In neonates, chylothorax occurs when the thoracic duct is injured during birth trauma, cardiothoracic surgery, or great vessel thrombosis (
5). It could also occur in dysmorphic syndromes, such as Turner or Noonan syndrome (
4). In many situations, the etiology of neonatal chylothorax is uncertain and is believed to be caused by abnormal thoracic or pulmonary system, which is termed idiopathic CC (
6), as reported in our case study. The patient’s pleural effusion was discovered at 20 weeks’ gestation, with normal karyotype and microarray results. Lymphoscintigraphy revealed probable lymphatic leakage in the thorax, suggesting a diagnosis of idiopathic CC.
Currently, no uniform guidelines are available for the treatment of neonatal chylothorax. The use of octreotide for the management of CC was first reported by Young et al. (
7). Octreotide is one of the treatment options available to reduce both the splanchnic blood flow and the intestinal secretion of electrolytes and water (
3).
This strategy leads to reduction in gastric, pancreatic, and intestinal secretions as well as intestinal absorption, resulting in reduced flow of chyle (
8). However, there is no uniform guideline for the optimal dosage of octreotide in the treatment of CC.
Bellini’s systematic review on the usage of octreotide based on 39 articles reported until October 2017, revealed that octreotide was effective in 47% of patients treated with various octreotide regimens with a median maximum dose of 7.6 mcg/kg/h (
9). Saito et al. (
10) reported the successful usage of high-dose octreotide infusion therapy (20 mcg/kg/h) in three neonatal cases of persistent chylothorax. Our report is similar to that of Saito’s in that the chylothorax was resolved with octreotide infusion therapy (20 mcg/kg/h). However, our report was different in that our patient was not treated with any procedure or surgery before the development of chylothorax. However, the severe chylothorax led to CPR of the neonate for 25 min after birth due to the unpredictable and rapid increase in pleural effusion compared with the amount identified via antenatal ultrasound several hours prior to delivery.

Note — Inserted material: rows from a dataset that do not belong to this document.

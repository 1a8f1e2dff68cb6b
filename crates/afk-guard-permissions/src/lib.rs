#![warn(missing_docs)]
//! # afk-guard-permissions
//!
//! ## Purpose
//! Proves, rather than queries, whether the process currently holds the two
//! capabilities a lock session depends on: screen capture and global input
//! interception.
//!
//! ## Responsibilities
//! - Probe capture permission by attempting a live window enumeration.
//! - Probe input permission by installing a transparent interceptor and
//!   immediately removing it.
//! - Cache the last observed verdicts for display without re-probing.
//!
//! ## Error model
//! Probes have no error path of their own; a failed probe IS the verdict.
//! Cached OS permission flags can go stale after a grant-then-restart cycle,
//! so nothing here consults them.

use afk_guard_capture::CaptureProvider;
use afk_guard_core::PermissionState;
use afk_guard_input::{EventDisposition, InputInterceptor};

/// Live capability prober with a cached last verdict.
#[derive(Debug, Default)]
pub struct PermissionValidator {
    last: PermissionState,
}

impl PermissionValidator {
    /// Creates a validator with both capabilities assumed absent until
    /// probed.
    pub fn new() -> Self {
        Self::default()
    }

    /// Probes screen capture by asking for the live window list.
    ///
    /// Only a successful enumeration of at least one window proves the
    /// capability: an unauthorized process typically receives an empty list
    /// rather than an error.
    pub fn check_capture(&mut self, provider: &dyn CaptureProvider) -> bool {
        let granted = match provider.list_windows() {
            Ok(windows) => !windows.is_empty(),
            Err(error) => {
                log::debug!("capture probe enumeration failed: {error}");
                false
            }
        };
        self.record(|state| state.capture_granted = granted);
        if !granted {
            self.log_denial("screen capture");
        }
        granted
    }

    /// Probes input interception by installing a pass-through interceptor
    /// and tearing it down immediately.
    ///
    /// The probe handler passes every event untouched, so a probe during
    /// normal use is invisible to the user.
    pub fn check_input_interception(&mut self, interceptor: &mut dyn InputInterceptor) -> bool {
        let granted = interceptor.install(Box::new(|_| EventDisposition::PassThrough));
        if granted {
            interceptor.uninstall();
        }
        self.record(|state| state.input_intercept_granted = granted);
        if !granted {
            self.log_denial("input interception");
        }
        granted
    }

    /// Returns the verdicts from the most recent probes.
    pub fn snapshot(&self) -> PermissionState {
        self.last
    }

    fn record(&mut self, update: impl FnOnce(&mut PermissionState)) {
        update(&mut self.last);
        self.last.checks_performed += 1;
    }

    fn log_denial(&self, capability: &str) {
        // First denial at warn, repeats at debug, so a polling caller does
        // not flood the log.
        if self.last.checks_performed <= 1 {
            log::warn!("{capability} capability not granted");
        } else {
            log::debug!("{capability} capability still not granted");
        }
    }
}

#[cfg(test)]
mod tests {
    //! Probe behavior over scripted capture and input backends.

    use afk_guard_capture::{CaptureScript, SyntheticCaptureProvider};
    use afk_guard_input::{InterceptorProbe, SyntheticInterceptor};

    use super::*;

    #[test]
    fn capture_probe_requires_a_nonempty_enumeration() {
        let script = CaptureScript::with_windows(vec![]);
        let provider = SyntheticCaptureProvider::new(std::sync::Arc::clone(&script));
        let mut validator = PermissionValidator::new();

        assert!(!validator.check_capture(&provider));
        assert!(!validator.snapshot().capture_granted);

        script.set_windows(vec![CaptureScript::window(7, "Editor", 800.0, 600.0)]);
        assert!(validator.check_capture(&provider));
        assert!(validator.snapshot().capture_granted);
    }

    #[test]
    fn capture_probe_treats_enumeration_failure_as_denial() {
        let script = CaptureScript::with_windows(vec![CaptureScript::window(
            7, "Editor", 800.0, 600.0,
        )]);
        script.set_enumeration_fails(true);
        let provider = SyntheticCaptureProvider::new(std::sync::Arc::clone(&script));
        let mut validator = PermissionValidator::new();

        assert!(!validator.check_capture(&provider));
    }

    #[test]
    fn input_probe_installs_and_removes_a_transparent_tap() {
        let probe = InterceptorProbe::new(true);
        let mut interceptor = SyntheticInterceptor::new(std::sync::Arc::clone(&probe));
        let mut validator = PermissionValidator::new();

        assert!(validator.check_input_interception(&mut interceptor));
        assert!(!probe.is_installed());
        assert_eq!(probe.install_attempts(), 1);
        assert!(validator.snapshot().input_intercept_granted);
    }

    #[test]
    fn input_probe_reports_denied_installs() {
        let probe = InterceptorProbe::new(false);
        let mut interceptor = SyntheticInterceptor::new(std::sync::Arc::clone(&probe));
        let mut validator = PermissionValidator::new();

        assert!(!validator.check_input_interception(&mut interceptor));
        assert!(!validator.snapshot().input_intercept_granted);
    }

    #[test]
    fn snapshot_counts_probes_for_log_throttling() {
        let script = CaptureScript::with_windows(vec![]);
        let provider = SyntheticCaptureProvider::new(std::sync::Arc::clone(&script));
        let mut validator = PermissionValidator::new();

        let _ = validator.check_capture(&provider);
        let _ = validator.check_capture(&provider);
        assert_eq!(validator.snapshot().checks_performed, 2);
    }
}
//! Integration tests for the re-authentication sequence.

use std::sync::Arc;
use std::sync::atomic::{AtomicBool, Ordering};
use std::time::Duration;

use afk_guard_app::LockCoordinator;
use afk_guard_auth::{AuthChallenge, AuthVerdict};
use afk_guard_capture::engine::EngineConfig;
use afk_guard_capture::{CaptureScript, SyntheticCaptureProvider};
use afk_guard_core::{LockError, LockState, MetricsSnapshot};
use afk_guard_input::{
    EventDisposition, InputEvent, InterceptorProbe, Key, Modifiers, SyntheticInterceptor,
};
use afk_guard_metrics::{SamplerConfig, SyntheticMetricsSource};

mod common;
use common::{TARGET_WINDOW, fixture, select_and_activate, wait_until};

#[test]
fn unlock_sequence_tests_denied_challenge_relocks() {
    let mut fx = fixture(vec![AuthVerdict::Denied, AuthVerdict::Granted]);
    select_and_activate(&mut fx);

    assert!(!fx.coordinator.request_unlock());
    assert_eq!(fx.coordinator.state(), LockState::Locked);
    assert_eq!(
        fx.coordinator.lock_error(),
        Some(LockError::AuthenticationFailed)
    );
    assert!(fx.input.is_installed());

    assert!(fx.coordinator.request_unlock());
    assert_eq!(fx.coordinator.state(), LockState::Idle);
    assert!(!fx.input.is_installed());
    assert_eq!(fx.auth.presented(), 2);
}

#[test]
fn unlock_sequence_tests_quit_chord_posts_unlock_signal() {
    let mut fx = fixture(vec![AuthVerdict::Granted]);
    select_and_activate(&mut fx);

    let disposition = fx.input.feed(&InputEvent::KeyDown {
        key: Key::Q,
        modifiers: Modifiers::COMMAND,
    });
    assert_eq!(disposition, EventDisposition::Swallow);
    assert!(fx.coordinator.try_recv_unlock_request());
    // The signal queue drains; servicing it unlocks.
    assert!(!fx.coordinator.try_recv_unlock_request());
    assert!(fx.coordinator.request_unlock());
    assert_eq!(fx.coordinator.state(), LockState::Idle);
}

#[test]
fn unlock_sequence_tests_session_end_clears_observables() {
    let mut fx = fixture(vec![AuthVerdict::Granted]);
    select_and_activate(&mut fx);

    assert!(wait_until(Duration::from_secs(1), || {
        fx.coordinator.latest_frame().is_some()
    }));
    assert!(fx.coordinator.request_unlock());

    assert!(fx.coordinator.latest_frame().is_none());
    assert_eq!(fx.coordinator.latest_metrics(), MetricsSnapshot::empty());
    assert!(fx.coordinator.session_started_at().is_none());
    assert!(!fx.capture.stream_active());
}

/// Challenge that records whether input blocking was lifted at the moment it
/// was presented.
struct SuspensionWitness {
    probe: Arc<InterceptorProbe>,
    saw_suspended: AtomicBool,
}

impl AuthChallenge for SuspensionWitness {
    fn challenge(&self) -> AuthVerdict {
        self.saw_suspended
            .store(!self.probe.is_installed(), Ordering::SeqCst);
        AuthVerdict::Granted
    }
}

#[test]
fn unlock_sequence_tests_blocking_is_suspended_during_the_challenge() {
    let capture = CaptureScript::with_windows(vec![CaptureScript::window(
        TARGET_WINDOW,
        "Editor",
        640.0,
        480.0,
    )]);
    let probe = InterceptorProbe::new(true);
    let witness = Arc::new(SuspensionWitness {
        probe: Arc::clone(&probe),
        saw_suspended: AtomicBool::new(false),
    });

    let mut coordinator = LockCoordinator::with_configs(
        Arc::new(SyntheticCaptureProvider::new(Arc::clone(&capture))),
        Box::new(SyntheticInterceptor::new(Arc::clone(&probe))),
        Arc::clone(&witness) as Arc<dyn AuthChallenge>,
        Box::new(|| Box::new(SyntheticMetricsSource::new())),
        EngineConfig {
            poll_interval: Duration::from_millis(10),
            watchdog_timeout: Duration::from_millis(60),
            stream_fps: 50,
        },
        SamplerConfig {
            interval: Duration::from_millis(10),
        },
    );

    let windows = coordinator.available_windows().expect("enumeration");
    coordinator.select_window(windows[0].clone());
    coordinator.activate().expect("activation");
    assert!(probe.is_installed());

    assert!(coordinator.request_unlock());
    assert!(witness.saw_suspended.load(Ordering::SeqCst));
    assert!(!probe.is_installed());
}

High-dose octreotide therapy (doses up to 20 mcg/kg/h) is recommended for patients diagnosed with idiopathic CC. However, patients should be carefully monitored for possible side effects. Further large-scale population studies are needed to establish appropriate guidelines for the treatment of neonatal chylothoraces, including validation of various dosages of octreotide infusion.